W
Issue 01 · May 2026

seed · egypt · middle-east · india · mexico

Cumin

Cuminum cyminum

An Apiaceae seed that does to lamb what no other spice can — Egyptian by origin, Middle Eastern by adoption, Mexican by colonization, and the smoke note in every great curry.

The smoke note in every great curry.

Origin

Cumin is one of the oldest cultivated spices, traceable to the Levant and Egypt by 2,000 BCE. Egyptian tomb finds confirm the spice as a burial good and a kitchen staple. Greek and Roman cooking adopted it; by the medieval period, cumin had spread along Arab trade routes to Persia, India, and the Maghreb.

The Spanish conquest carried cumin to the New World, where it became — along with oregano — one of the two foundational spices of the Mexican kitchen. Today India produces about 70% of the world’s cumin; Iran, Syria, and Turkey supply most of the rest.

Sensory profile

Cuminaldehyde is the dominant compound — a long-chain aldehyde that reads as warm, slightly smoky, faintly bitter, with a back-palate that’s almost meaty. The seed also carries pinene (pine), cymene (woody-earthy), and limonene (citrus). Toasting the seed for 30 seconds intensifies the aldehyde dramatically; toasted cumin is roughly twice as flavoursome as raw.

Cumin has remarkable persistence — it survives long cooking better than most spices, which is why it anchors the spice base of slow-cooked curries, tajines, and Mexican stews.

In the kitchen

Indian jeera rice lets the seed sit in hot ghee at the start of cooking; the cuminaldehyde infuses into the fat and travels into every grain. Garam masala depends on cumin as one of its three or four pillars. North African ras el hanout and Egyptian dukkah use it heavily.

Mexican cooking uses it almost universally — carnitas, adobo, picadillo. The Tex-Mex chili powder American supermarkets sell is roughly half cumin.

How to handle

Buy whole seeds, not pre-ground; pre-ground cumin loses its volatile oils within a month. Toast in a dry pan over medium heat for 30 seconds (until the kitchen smells unmistakably of cumin — a few seconds longer is wasted). Grind with mortar and pestle or a dedicated spice grinder.

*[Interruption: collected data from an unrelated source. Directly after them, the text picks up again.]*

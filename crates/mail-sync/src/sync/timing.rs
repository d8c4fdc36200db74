//! Freshness thresholds and window step sizes
//!
//! Pure functions that can be tested without a folder or a server.

use crate::config::SyncConfig;
use crate::date::DAY_MILLIS;
use crate::models::FolderMeta;

/// Check if data synced at `synced_at` is older than `threshold_ms`.
///
/// # Arguments
/// * `synced_at` - When the data was last synced (None if never synced)
/// * `threshold_ms` - How old data may get before it counts as stale
/// * `now` - Current time in milliseconds
///
/// # Returns
/// `true` if the data is stale (or was never synced)
pub fn is_stale(synced_at: Option<i64>, threshold_ms: i64, now: i64) -> bool {
    match synced_at {
        Some(at) => now - at > threshold_ms,
        None => true,
    }
}

/// How old stored data may be before opening a view over it refreshes it.
///
/// The inbox is held to the tightest threshold. Other folders whose newest
/// message is old enough are assumed to change rarely.
pub fn refresh_threshold(
    folder: &FolderMeta,
    newest_message: Option<i64>,
    config: &SyncConfig,
    now: i64,
) -> i64 {
    if folder.is_inbox() {
        config.refresh_inbox_ms
    } else if newest_message.is_some_and(|ts| ts <= now - config.old_is_safe_ms) {
        config.refresh_old_ms
    } else {
        config.refresh_non_inbox_ms
    }
}

/// How old stored data may be before its date range stops being a useful
/// guide for how far back to sync
pub fn known_range_threshold(folder: &FolderMeta, config: &SyncConfig) -> i64 {
    if folder.is_inbox() {
        config.known_range_inbox_ms
    } else {
        config.known_range_non_inbox_ms
    }
}

/// Largest day step allowed when a deepening sync is `days_in_past` days
/// back from today. Far in the past, mail is sparse and steps grow.
pub fn deepening_day_cap(days_in_past: f64) -> i64 {
    if days_in_past < 180.0 {
        14
    } else if days_in_past < 365.0 {
        30
    } else if days_in_past < 730.0 {
        60
    } else if days_in_past < 1095.0 {
        90
    } else if days_in_past < 1825.0 {
        120
    } else if days_in_past < 3650.0 {
        365
    } else {
        730
    }
}

/// Day step for the next deepening pass after one that found nothing
pub fn grown_day_step(cur_step: i64, days_in_past: f64, config: &SyncConfig) -> i64 {
    let grown = (cur_step as f64 * config.time_scale_factor_on_no_messages).ceil() as i64;
    grown.min(deepening_day_cap(days_in_past)).max(1)
}

/// Day step for a narrowed window after a search returned `num_headers`
/// ids over `cur_days_delta` days.
///
/// Assumes messages are spread evenly but overestimates their density by
/// two so the narrowed window undershoots the limit, and always shrinks by
/// at least one day.
pub fn bisect_day_step(
    bisect_limit: usize,
    num_headers: usize,
    cur_days_delta: i64,
    config: &SyncConfig,
) -> i64 {
    let delta = if cur_days_delta > config.max_bisect_span_days {
        config.bisect_fallback_days
    } else {
        cur_days_delta
    };
    let shrink_scale = bisect_limit as f64 / (num_headers.max(1) * 2) as f64;
    let step = (shrink_scale * delta as f64).ceil() as i64;
    step.min(delta - 2).max(1)
}

/// Whole (possibly fractional) days between `ts` and `today`
pub fn days_in_past(ts: i64, today: i64) -> f64 {
    (today - ts) as f64 / DAY_MILLIS as f64
}
//! Live views onto a folder and the events they emit

mod consumer;
mod mail_slice;

pub use consumer::{
    BufferedConsumer, SliceConsumer, SliceEvent, SliceFlags, SliceStatus, apply_event,
};
pub use mail_slice::{GrowDirection, MailSlice, SliceId};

Black cumin (Bunium persicum) is a different plant entirely — Iranian, smaller, more pungent. Worth seeking for Persian jeweled rice.

References

  • Dalby, Andrew. Dangerous Tastes: The Story of Spices (UC Press, 2000) — Egyptian and Levantine origin.
  • Achaya, K. T. Indian Food: A Historical Companion (Oxford UP, 1994) — cumin in Indian cooking.
  • McGee, Harold. On Food and Cooking (Scribner, 2004) — cuminaldehyde chemistry.